Figure 5.2 Anonymizing vocabularies by semantic similarity based clustering

Example 5.3 (A running example): Consider enforcing vocabulary 2-anonymity

on the collection T of vocabularies in Figure 5.1(b). To comparing with generalization techniques, the taxonomy tree in Figure 5.2(a) is always used to measure the semantic relationship between query-terms. We partition the five vocabularies into two clusters. The first cluster consists of the first three vocabularies, and the second cluster is made of the last two vocabularies. The cluster centre, i.e., the typical vocabulary, of each cluster is elected on a majority vote basis, that is {Wine:1, Vino:1, Jackets:1, Shoes:1} for the first cluster, and {Raw-Milk:2, Homo-Milk:1} for the second cluster. The last column in Figure 5.2(b) shows the anonymized vocabularies by our approach. ■

The proposed approach can retain more data utility than conventional approaches for the following reasons.

First, instead of generalizing query-terms, we substitute query-terms by

semantically similar, original query-terms. One may argue that generalizing Wine and Vino into Alcohol can keep more truth than distorting Wine into Vino. However, because of the extreme sparsity, Wine and Vino will be generalized into Edibles or even Goods, instead of Alcohol, which conveys little information. More discussion is presented in Section 5.5.1.
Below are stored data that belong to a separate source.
//! Docker Compose commands

use std::path::Path;
use std::time::Duration;

use crate::storage::settings::TimeoutSettings;

use super::plan::Step;

/// Compose file names, in lookup order
pub const COMPOSE_FILES: &[&str] = &[
    "docker-compose.yml",
    "docker-compose.yaml",
    "compose.yml",
    "compose.yaml",
];

/// Name of the compose service tools are executed in
pub const APP_SERVICE: &str = "app";

pub fn compose_file(dir: &Path) -> Option<String> {
    COMPOSE_FILES
        .iter()
        .find(|name| dir.join(name).is_file())
        .map(|name| name.to_string())
}

pub fn exec_prefix() -> String {
    format!("docker compose exec -T {} ", APP_SERVICE)
}

pub fn build_steps(dir: &Path, timeouts: &TimeoutSettings) -> Vec<Step> {
    vec![Step::new(
        "compose build",
        "docker compose build --no-cache --pull",
        Duration::from_secs(timeouts.compose_build_secs),
    )
    .in_dir(dir)]
}

/// Tear down the previous stack, then bring the new one up
pub fn start_steps(dir: &Path, timeouts: &TimeoutSettings) -> Vec<Step> {
    vec![
        Step::new(
            "compose down",
            "docker compose down --remove-orphans",
            Duration::from_secs(timeouts.compose_cleanup_secs),
        )
        .in_dir(dir)
        .optional(),
        Step::new(
            "compose up",
            "docker compose up -d --remove-orphans",
            Duration::from_secs(timeouts.compose_start_secs),
        )
        .in_dir(dir),
    ]
}

pub fn stop_steps(dir: &Path, timeouts: &TimeoutSettings) -> Vec<Step> {
    vec![Step::new(
        "compose down",
        "docker compose down",
        Duration::from_secs(timeouts.compose_cleanup_secs),
    )
    .in_dir(dir)]
}

/// Prints the ids of running services; empty output means nothing is up
pub fn running_services_line() -> &'static str {
    "docker compose ps --status running -q"
}

#[cfg(test)]
mod tests {
    use super::*;

    #[test]
    fn test_compose_file_lookup_order() {
        let dir = tempfile::tempdir().unwrap();
        assert_eq!(compose_file(dir.path()), None);

        std::fs::write(dir.path().join("compose.yaml"), "").unwrap();
        assert_eq!(compose_file(dir.path()).as_deref(), Some("compose.yaml"));

        std::fs::write(dir.path().join("docker-compose.yml"), "").unwrap();
        assert_eq!(compose_file(dir.path()).as_deref(), Some("docker-compose.yml"));
    }

    #[test]
    fn test_start_cleans_up_before_up() {
        let steps = start_steps(Path::new("/srv/shop"), &TimeoutSettings::default());
        assert_eq!(steps.len(), 2);
        assert!(steps[0].optional);
        assert_eq!(steps[0].spec.timeout, Duration::from_secs(180));
        assert_eq!(steps[1].spec.line, "docker compose up -d --remove-orphans");
        assert!(!steps[1].optional);
    }
}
Second, the query-terms that do not match with the others in a cluster will be left out from the cluster, i.e., local suppression is an inherent component of our approach. As an alternative, we can also determine the typical vocabulary of a cluster by locally generalizing semantically matched terms in the cluster. With this alternative, our approach becomes the integration of local suppression and local generalization, which implies that our approach takes advantage of both the generalization and suppression techniques.